A tailor-made building
In addition to the microengineering building on the Lausanne campus, EPFL has other sites dedicated to nanotechnology: the Interdisciplinary Center of Electron Microscopy (CIME), and the Comlab in Neuchâtel, which is part of the Swiss Center for Electronics and Microtechnology (CSEM). For technical and historical reasons, however, the microengineering building in Lausanne was the one chosen to harbor these upgrades and renovations. The BM building has always housed several laboratories working in the micro- and nano-systems fields, with biomedical applications. But even more importantly, it is home to the Center for MicroNanoTechnology (CMI), a complex of world-class cleanrooms that has been continuously developed and adapted to the needs of scientists over the years.

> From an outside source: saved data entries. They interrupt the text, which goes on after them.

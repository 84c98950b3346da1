pub mod capabilities;
pub mod enums;
pub mod rule;
pub mod rule_set;

pub use capabilities::CapabilitySet;
pub use enums::*;
pub use rule::{Action, Condition, Rule, RuleId, DEFAULT_COMPARATOR};
pub use rule_set::RuleSet;

#[derive(Debug, Clone, PartialEq, Eq, thiserror::Error)]
pub enum ModelError {
    #[error("Invalid size literal '{0}': expected digits with an optional K, M or G suffix")]
    InvalidSize(String),
}
use serde::{Deserialize, Serialize};
use std::collections::BTreeMap;

use crate::model::enums::Capability;

/// Enabled/disabled flag per Sieve extension, keyed by extension name.
///
/// Names outside [`Capability::ALL`] are kept so that a parsed
/// `require "regex"` survives persistence, but the generator never
/// requires them.
#[derive(Debug, Clone, PartialEq, Eq, Serialize, Deserialize)]
#[serde(transparent)]
pub struct CapabilitySet {
    flags: BTreeMap<String, bool>,
}

impl Default for CapabilitySet {
    /// Only `fileinto` enabled, every known extension listed explicitly.
    fn default() -> Self {
        let mut set = Self::none();
        for cap in Capability::ALL {
            set.set(cap, cap == Capability::FileInto);
        }
        set
    }
}

impl CapabilitySet {
    /// Everything disabled.
    pub fn none() -> Self {
        Self {
            flags: BTreeMap::new(),
        }
    }

    pub fn from_flags<I>(flags: I) -> Self
    where
        I: IntoIterator<Item = (String, bool)>,
    {
        Self {
            flags: flags.into_iter().collect(),
        }
    }

    pub fn is_enabled(&self, cap: Capability) -> bool {
        self.is_enabled_name(cap.as_sieve())
    }

    pub fn is_enabled_name(&self, name: &str) -> bool {
        self.flags.get(name).copied().unwrap_or(false)
    }

    pub fn set(&mut self, cap: Capability, enabled: bool) {
        self.set_name(cap.as_sieve(), enabled);
    }

    pub fn set_name(&mut self, name: &str, enabled: bool) {
        self.flags.insert(name.to_string(), enabled);
    }

    pub fn toggle(&mut self, cap: Capability) {
        let enabled = self.is_enabled(cap);
        self.set(cap, !enabled);
    }

    /// Known capabilities that are enabled, in canonical order.
    pub fn enabled(&self) -> impl Iterator<Item = Capability> + '_ {
        Capability::ALL
            .into_iter()
            .filter(|cap| self.is_enabled(*cap))
    }

    /// Turn on every extension `other` has enabled. Nothing is turned off.
    pub fn merge_enabled(&mut self, other: &CapabilitySet) {
        for (name, enabled) in &other.flags {
            if *enabled {
                self.set_name(name, true);
            }
        }
    }
}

Recently, demand for the existing cleanroom frequently exceeded availability, due to a growing number of users. Much of the renovation work was thus spent developing an extension to the CMI: the CMI+, a new complex of five low-level cleanrooms (three modules 10 times less “clean” and two modules 100 times less “clean” than the top level cleanroom). The two units, CMI and CMI+, are closely associated, and are even physically connected by an elevator.
Rapid prototyping
“Low level cleanrooms allow us to take the initial steps needed for getting a given technology up and running,before complete development in the top level cleanroom,” explains Philippe Flückiger, CMI’s Director of Operations. “Some techniques don’t need the highest level of filtration,” he continues. “The new rooms also meet the needs of Life Sciences and Basic Sciences researchers who want to carry out rapid prototyping.” The presence of the new rooms and equipment should reduce the pressure on the existing cleanroom complex situated on the floor below.
Open 24/7
The new low-level cleanrooms have many advantages. Easier to access than the existing CMI cleanroom (there is less training time required), they also cost users nearly four times less, and will progressively be open 24/7. Scientists, students and research partners will thus have more freedom, but also less on-site assistance. And although the top-level cleanroom is dedicated to processes associated with microengineering, micromechanical systems (MEMS) and nanofabrication, the CMI+ complex opens up the possibility of exploring other, non-traditional processes. “In the top-level cleanroom fume hoods, for example, we use standard microengineering products like fluorhydric acid and sulfuric acid,” explains Flückiger. “The CMI+ will let us work with smaller quantities and a wider variety of products.”
This is good news for CMI users -- PhD students, professors (teaching lab classes) and industrial collaborators. And what’s more, says Flückiger, “this set of infrastructure is unique in Switzerland.”